Han pasado once años desde la noche en que 43 estudiantes de la Normal Rural de Ayotzinapa desaparecieron en Iguala, Guerrero. La investigación ha estado marcada por inconsistencias, pactos judiciales y testimonios cuestionables. Entre los episodios más controversiales está la inclusión de Abigael González Valencia, conocido como “El Cuini”, como testigo colaborador, a pesar de ser uno de los cerebros financieros del Cártel Jalisco Nueva Generación (CJNG).
El periodista Ioan Grillo documenta cómo la participación de Cuini complicó aún más la búsqueda de la verdad, revelando los vacíos de la justicia mexicana y la fragilidad de un caso histórico.

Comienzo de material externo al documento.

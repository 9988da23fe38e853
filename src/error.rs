use thiserror::Error;

/// Everything that can go wrong while building or evaluating a colormap.
#[derive(Debug, Error)]
pub enum ColormapError {
    /// The gradient table has no stops.
    #[error("gradient table must contain at least one stop")]
    InvalidTable,

    /// The selected segment has zero width, so interpolation would divide by zero.
    #[error("segment {index} at position {position} has zero width")]
    DegenerateSegment { index: usize, position: f64 },

    /// A stop position is lower than the one before it.
    #[error("stop {index} is out of order ({position} < {previous})")]
    OutOfOrderStops {
        index: usize,
        position: f64,
        previous: f64,
    },

    /// The last stop sits at or past 1.0, leaving its segment empty.
    #[error("last stop {index} at position {position} must be below 1.0")]
    FinalStopOutOfRange { index: usize, position: f64 },

    /// A stop position is NaN or infinite.
    #[error("stop {index} has a non-finite position")]
    NonFinitePosition { index: usize },

    /// No palette is registered under this name.
    #[error("unknown preset '{0}'")]
    UnknownPreset(String),

    /// A row of a table file could not be read.
    #[error("line {line}: {message}")]
    TableParse { line: u64, message: String },

    #[error("I/O error: {0}")]
    Io(#[from] std::io::Error),

    #[error("CSV error: {0}")]
    Csv(#[from] csv::Error),
}

pub type Result<T> = std::result::Result<T, ColormapError>;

“El Cuini”, un narcotestigo inesperado
Durante años, González Valencia estuvo ligado al manejo del lavado de dinero y al crecimiento financiero del CJNG, bajo la tutela de su cuñado Nemesio Oseguera Cervantes, “El Mencho”. Detenido en 2015, enfrentaba extradición a Estados Unidos por delitos de narcotráfico, incluyendo metanfetaminas y cocaína, pero logró retrasarla mediante un acuerdo con el gobierno de Andrés Manuel López Obrador durante la investigación de Ayotzinapa.
Traslado al Altiplano y dudas sobre su cooperación
En mayo de 2021, fuerzas federales trasladaron a Cuini del penal del Altiplano a la Ciudad de México con el argumento de que cooperaría con las investigaciones. Sin embargo, antiguos investigadores aseguran que no aportó información significativa:
“Era del cártel equivocado”, declaró un funcionario a Grillo.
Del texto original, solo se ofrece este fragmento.